** Opening Records for the task block **
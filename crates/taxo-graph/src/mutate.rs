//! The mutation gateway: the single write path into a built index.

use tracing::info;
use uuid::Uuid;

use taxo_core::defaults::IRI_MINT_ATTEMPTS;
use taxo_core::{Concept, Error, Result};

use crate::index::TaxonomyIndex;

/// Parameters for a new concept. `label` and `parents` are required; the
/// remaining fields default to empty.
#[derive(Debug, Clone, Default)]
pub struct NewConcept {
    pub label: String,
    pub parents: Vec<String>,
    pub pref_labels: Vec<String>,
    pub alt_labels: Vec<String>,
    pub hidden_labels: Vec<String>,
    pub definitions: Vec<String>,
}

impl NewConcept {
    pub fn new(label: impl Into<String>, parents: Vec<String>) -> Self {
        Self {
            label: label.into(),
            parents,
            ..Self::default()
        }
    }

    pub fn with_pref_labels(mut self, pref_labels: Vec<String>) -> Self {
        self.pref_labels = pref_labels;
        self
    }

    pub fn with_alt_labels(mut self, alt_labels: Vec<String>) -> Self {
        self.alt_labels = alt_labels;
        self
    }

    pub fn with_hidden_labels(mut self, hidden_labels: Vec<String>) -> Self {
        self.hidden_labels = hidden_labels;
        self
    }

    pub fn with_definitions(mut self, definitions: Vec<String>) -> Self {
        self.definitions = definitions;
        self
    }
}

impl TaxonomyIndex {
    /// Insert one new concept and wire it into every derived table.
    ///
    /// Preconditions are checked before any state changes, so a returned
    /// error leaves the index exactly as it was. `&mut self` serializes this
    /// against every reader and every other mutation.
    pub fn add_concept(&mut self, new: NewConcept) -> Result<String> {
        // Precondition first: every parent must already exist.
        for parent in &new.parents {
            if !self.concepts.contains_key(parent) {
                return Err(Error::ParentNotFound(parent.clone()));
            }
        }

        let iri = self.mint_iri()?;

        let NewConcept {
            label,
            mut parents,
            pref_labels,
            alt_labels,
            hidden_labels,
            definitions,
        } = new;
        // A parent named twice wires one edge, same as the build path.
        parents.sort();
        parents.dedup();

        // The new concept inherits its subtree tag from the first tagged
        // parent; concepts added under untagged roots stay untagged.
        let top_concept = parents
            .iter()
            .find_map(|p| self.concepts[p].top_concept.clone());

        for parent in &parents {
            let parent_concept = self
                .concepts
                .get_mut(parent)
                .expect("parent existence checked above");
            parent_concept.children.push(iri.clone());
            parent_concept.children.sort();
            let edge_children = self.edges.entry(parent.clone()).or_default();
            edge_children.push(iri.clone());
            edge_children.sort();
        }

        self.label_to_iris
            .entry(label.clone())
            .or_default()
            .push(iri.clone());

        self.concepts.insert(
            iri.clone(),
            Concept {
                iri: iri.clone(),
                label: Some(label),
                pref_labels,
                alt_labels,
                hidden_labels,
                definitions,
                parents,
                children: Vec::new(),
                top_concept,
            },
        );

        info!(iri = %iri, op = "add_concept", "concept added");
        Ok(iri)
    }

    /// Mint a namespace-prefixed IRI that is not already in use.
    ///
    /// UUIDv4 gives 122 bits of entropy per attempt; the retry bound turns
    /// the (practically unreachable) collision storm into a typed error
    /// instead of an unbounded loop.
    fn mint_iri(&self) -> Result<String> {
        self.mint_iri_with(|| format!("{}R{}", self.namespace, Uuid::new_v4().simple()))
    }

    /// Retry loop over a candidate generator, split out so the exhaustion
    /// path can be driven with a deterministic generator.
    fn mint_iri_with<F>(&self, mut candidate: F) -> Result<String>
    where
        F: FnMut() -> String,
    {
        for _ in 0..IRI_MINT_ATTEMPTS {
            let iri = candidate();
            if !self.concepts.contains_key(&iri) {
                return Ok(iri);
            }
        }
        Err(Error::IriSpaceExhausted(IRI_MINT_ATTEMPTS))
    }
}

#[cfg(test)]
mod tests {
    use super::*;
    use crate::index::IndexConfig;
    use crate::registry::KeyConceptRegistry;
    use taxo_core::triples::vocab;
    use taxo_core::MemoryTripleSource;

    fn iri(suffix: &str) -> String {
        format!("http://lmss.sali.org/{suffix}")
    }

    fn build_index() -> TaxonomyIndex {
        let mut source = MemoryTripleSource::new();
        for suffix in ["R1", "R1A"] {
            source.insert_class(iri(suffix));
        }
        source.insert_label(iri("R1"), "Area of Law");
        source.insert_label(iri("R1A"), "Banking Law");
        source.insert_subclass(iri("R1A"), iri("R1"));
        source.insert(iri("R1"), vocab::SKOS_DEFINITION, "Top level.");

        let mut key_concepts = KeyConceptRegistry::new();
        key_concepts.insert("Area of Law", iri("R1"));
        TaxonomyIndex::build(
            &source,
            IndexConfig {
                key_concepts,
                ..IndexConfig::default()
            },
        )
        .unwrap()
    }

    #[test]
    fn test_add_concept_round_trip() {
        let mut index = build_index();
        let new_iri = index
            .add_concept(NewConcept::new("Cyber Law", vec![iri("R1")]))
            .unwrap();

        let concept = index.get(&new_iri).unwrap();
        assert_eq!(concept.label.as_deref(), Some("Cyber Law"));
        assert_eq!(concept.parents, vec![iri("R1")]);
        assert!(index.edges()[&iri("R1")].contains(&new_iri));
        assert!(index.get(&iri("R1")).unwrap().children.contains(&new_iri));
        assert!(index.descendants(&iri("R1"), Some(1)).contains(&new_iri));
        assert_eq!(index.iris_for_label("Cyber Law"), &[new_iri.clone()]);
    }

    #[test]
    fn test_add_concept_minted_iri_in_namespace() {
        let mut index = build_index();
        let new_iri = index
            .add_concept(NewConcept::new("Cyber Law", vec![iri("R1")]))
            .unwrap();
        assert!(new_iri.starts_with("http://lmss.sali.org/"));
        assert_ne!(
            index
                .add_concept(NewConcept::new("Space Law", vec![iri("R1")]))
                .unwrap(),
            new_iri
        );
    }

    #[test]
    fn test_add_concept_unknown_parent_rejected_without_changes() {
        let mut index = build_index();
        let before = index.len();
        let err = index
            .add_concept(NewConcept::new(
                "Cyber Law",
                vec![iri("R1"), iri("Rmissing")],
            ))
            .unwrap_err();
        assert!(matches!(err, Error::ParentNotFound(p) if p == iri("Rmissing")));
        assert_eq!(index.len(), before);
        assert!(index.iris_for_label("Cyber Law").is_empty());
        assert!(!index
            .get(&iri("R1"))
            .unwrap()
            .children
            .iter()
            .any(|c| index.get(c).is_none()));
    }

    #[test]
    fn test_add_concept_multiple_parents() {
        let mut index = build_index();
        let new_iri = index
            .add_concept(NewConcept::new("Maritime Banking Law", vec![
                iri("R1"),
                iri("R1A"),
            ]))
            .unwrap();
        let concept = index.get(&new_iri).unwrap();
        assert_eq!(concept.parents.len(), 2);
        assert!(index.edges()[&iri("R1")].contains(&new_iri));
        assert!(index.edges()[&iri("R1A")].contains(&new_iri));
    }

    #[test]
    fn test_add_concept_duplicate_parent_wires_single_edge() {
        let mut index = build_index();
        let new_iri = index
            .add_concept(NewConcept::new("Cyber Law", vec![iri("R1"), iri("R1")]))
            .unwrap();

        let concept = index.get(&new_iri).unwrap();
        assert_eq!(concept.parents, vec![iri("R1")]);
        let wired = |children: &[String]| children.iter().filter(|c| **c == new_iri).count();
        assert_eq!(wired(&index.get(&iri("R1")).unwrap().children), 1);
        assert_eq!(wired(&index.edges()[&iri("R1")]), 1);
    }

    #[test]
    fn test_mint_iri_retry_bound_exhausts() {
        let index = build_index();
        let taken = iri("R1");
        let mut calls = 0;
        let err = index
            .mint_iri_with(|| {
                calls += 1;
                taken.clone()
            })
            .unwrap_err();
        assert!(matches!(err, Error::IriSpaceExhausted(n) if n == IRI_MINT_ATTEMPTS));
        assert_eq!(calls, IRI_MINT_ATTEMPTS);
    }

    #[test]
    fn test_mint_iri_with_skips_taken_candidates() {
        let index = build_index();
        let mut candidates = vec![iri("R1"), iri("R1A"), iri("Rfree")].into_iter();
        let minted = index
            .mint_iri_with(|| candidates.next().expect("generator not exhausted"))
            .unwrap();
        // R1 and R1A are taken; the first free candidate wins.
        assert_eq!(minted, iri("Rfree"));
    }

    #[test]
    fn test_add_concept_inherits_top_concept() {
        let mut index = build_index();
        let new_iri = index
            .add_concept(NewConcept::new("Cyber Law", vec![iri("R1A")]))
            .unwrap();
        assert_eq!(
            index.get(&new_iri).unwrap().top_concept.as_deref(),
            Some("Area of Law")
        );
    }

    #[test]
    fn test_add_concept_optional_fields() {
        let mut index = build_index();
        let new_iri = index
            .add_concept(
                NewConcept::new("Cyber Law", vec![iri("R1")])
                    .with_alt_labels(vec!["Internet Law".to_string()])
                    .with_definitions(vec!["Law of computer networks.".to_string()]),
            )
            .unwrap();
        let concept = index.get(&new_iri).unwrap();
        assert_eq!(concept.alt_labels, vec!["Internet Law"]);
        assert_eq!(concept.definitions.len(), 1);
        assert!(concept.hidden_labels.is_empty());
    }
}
** Closing Records for the task block **
Directions for this task => Line count for "KeyConceptRegistry": count the lines of the records above that contain it and give only the number.

Expected output => 2